I'm based in Dublin.

Thanks
Podge


----------



## JPSaltee (30 Nov 2005)

I too looked at Lenister Timber gates but ended up getting same style gates cheaper from local timber mill, in Wexford but if you ask around you may find one in Dublin. The crowd i got them from dont advertise as its a side line so try giving any in your area a call.


----------



## suzie (30 Nov 2005)

You could try

Steel & Wood Craft Ltd
Address: 	U2 Celbridge Ind Est
Celbridge
Phone: 	(01) 6272011

They put up hardwood side gates for us. Nice job and am happy, but the hardwood isnt cheap....


----------



## garryks (30 Nov 2005)

for comparison and they might deliver:

[broken link removed]

http://www.obrientimberproducts.com/


----------



## Carpenter (30 Nov 2005)

CJ Sheeran in Mountrath manufacture them, but Dublin is a long way away!


----------



## senara (1 Dec 2005)

JPSaltee said:
			
		

> I too looked at Lenister Timber gates but ended up getting same style gates cheaper from local timber mill, in Wexford but if you ask around you may find one in Dublin. The crowd i got them from dont advertise as its a side line so try giving any in your area a call.
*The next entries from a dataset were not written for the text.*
use std::{
    fs,
    path::{Path, PathBuf},
};

use tempfile::{TempDir, tempdir};

use strata::{
    Session, StrataError,
    model::{ConnectDirection, EntityType, RelationshipType},
    shape::EntityShape,
};
use strata_cli::{Args, Command, EntityCommand, RelationCommand, TemplateCommand, run};

/// A structure file and a file-store config inside one temporary directory.
struct Workspace {
    dir: TempDir,
    file: PathBuf,
    config: PathBuf,
}

impl Workspace {
    fn new() -> Self {
        let dir = tempdir().expect("Failed to create temp directory");
        let file = dir.path().join("structure.json");
        let config = dir.path().join("config.toml");
        let store = dir.path().join("store");
        fs::write(
            &config,
            format!(
                "[store]\nbackend = \"file\"\npath = {:?}\n",
                store.to_string_lossy()
            ),
        )
        .unwrap();
        Self { dir, file, config }
    }

    fn args(&self, command: Command) -> Args {
        Args {
            command,
            file: self.file.to_string_lossy().to_string(),
            config: Some(self.config.to_string_lossy().to_string()),
            log_level: "off".to_string(),
        }
    }

    fn run(&self, command: Command) -> Result<(), StrataError> {
        run(&self.args(command))
    }

    fn session(&self) -> Session {
        serde_json::from_str(&fs::read_to_string(&self.file).unwrap()).unwrap()
    }

    fn path(&self, name: &str) -> PathBuf {
        self.dir.path().join(name)
    }
}

fn output(path: &Path) -> Option<String> {
    Some(path.to_string_lossy().to_string())
}

#[test]
fn e2e_smoke_test_edit_and_render() {
    let ws = Workspace::new();

    ws.run(Command::New {
        name: Some("Smoke Test".to_string()),
    })
    .unwrap();
    ws.run(Command::Template(TemplateCommand::Apply {
        slug: "hk-offshore".to_string(),
    }))
    .unwrap();
    let template_entities = ws.session().diagram().entities().len();

    ws.run(Command::Entity(EntityCommand::Add {
        entity_type: EntityType::Individual,
        shape: EntityShape::Circle,
        name: Some("Founder".to_string()),
        x: Some(-50.0),
        y: Some(0.0),
    }))
    .unwrap();

    let session = ws.session();
    assert_eq!(session.name(), "Smoke Test");
    assert_eq!(session.diagram().entities().len(), template_entities + 1);
    let founder = session
        .diagram()
        .entities()
        .iter()
        .find(|entity| entity.name == "Founder")
        .expect("Founder should exist")
        .id()
        .to_string();
    let targets: Vec<String> = session
        .diagram()
        .entities()
        .iter()
        .filter(|entity| entity.id() != founder)
        .map(|entity| entity.id().to_string())
        .collect();

    ws.run(Command::Connect {
        pivot: founder.clone(),
        targets: targets.clone(),
        direction: ConnectDirection::PivotToTargets,
    })
    .unwrap();
    ws.run(Command::Relation(RelationCommand::Flow {
        from: targets[0].clone(),
        to: founder.clone(),
        relationship_type: RelationshipType::Dividend,
    }))
    .unwrap();

    let svg_path = ws.path("structure.svg");
    let png_path = ws.path("structure.png");
    ws.run(Command::Render {
        output: output(&svg_path),
    })
    .unwrap();
    ws.run(Command::Render {
        output: output(&png_path),
    })
    .unwrap();

    let svg = fs::read_to_string(&svg_path).unwrap();
    assert!(svg.contains("<svg"));
    assert!(svg.contains("Founder"));
    assert_eq!(&fs::read(&png_path).unwrap()[1..4], b"PNG");

    ws.run(Command::Entity(EntityCommand::Remove { id: founder.clone() }))
        .unwrap();
    let session = ws.session();
    assert!(
        session
            .diagram()
            .relationships()
            .iter()
            .all(|rel| rel.from_id != founder && rel.to_id != founder)
    );
}

#[test]
fn e2e_smoke_test_store_round_trip() {
    let ws = Workspace::new();

    ws.run(Command::New { name: None }).unwrap();
    ws.run(Command::Template(TemplateCommand::Apply {
        slug: "double-irish".to_string(),
    }))
    .unwrap();
    let saved = ws.session();

    ws.run(Command::Save).unwrap();
    ws.run(Command::New { name: None }).unwrap();
    assert!(ws.session().diagram().is_empty());

    let share_url = saved.share_url("http://localhost:3000").unwrap();
    ws.run(Command::Open { target: share_url }).unwrap();
    assert_eq!(ws.session(), saved);

    ws.run(Command::Delete {
        id: saved.id().to_string(),
    })
    .unwrap();
    ws.run(Command::New { name: None }).unwrap();
    let fresh = ws.session();
    ws.run(Command::Open {
        target: saved.id().to_string(),
    })
    .unwrap();
    assert_eq!(ws.session(), fresh, "opening a deleted id changes nothing");
}

#[test]
fn e2e_smoke_test_errors() {
    let ws = Workspace::new();

    assert!(matches!(ws.run(Command::Route), Err(StrataError::Io(_))));

    ws.run(Command::New { name: None }).unwrap();
    assert!(matches!(
        ws.run(Command::Template(TemplateCommand::Apply {
            slug: "nope".to_string(),
        })),
        Err(StrataError::UnknownTemplate(_))
    ));
    assert!(matches!(
        ws.run(Command::Entity(EntityCommand::Update {
            id: "x".to_string(),
            patch: "{not json".to_string(),
        })),
        Err(StrataError::Json(_))
    ));
}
What is name of local timber mill, in Wexford


----------



## JPSaltee (2 Dec 2005)

Walls of Ballycullane @051-562170


----------



## senara (2 Dec 2005)

Thanks

I@ll give them a call


----------



## podge (3 Dec 2005)

Thanks for all the info.

Senara & JPSaltee - just wondering if either companies fitted the gates for you or did you have to arrange it yourself ?

Thanks
Podge


----------



## JPSaltee (5 Dec 2005)

Podge,They just delivered the gates, I got them fitted myself.


----------



## suzie (5 Dec 2005)

JPSaltee said:
			
		

> Podge,They just delivered the gates, I got them fitted myself.



Curious as to what sort of price was the mill? Were they competitive?

Thanks

S.


----------



## noel weather (10 Jan 2008)

Where can one get good quality hardwood garden gates in Tullamore, County Offaly?


----------



## noel weather (10 Jan 2008)

Carpenter said:


> CJ Sheeran in Mountrath manufacture them, but Dublin is a long way away!


 

Please Quote for a pair of hardwood gates.    9 feet gap pier to pier 3 feet high approx simple vertical laths preferred.        I would collect them from your place.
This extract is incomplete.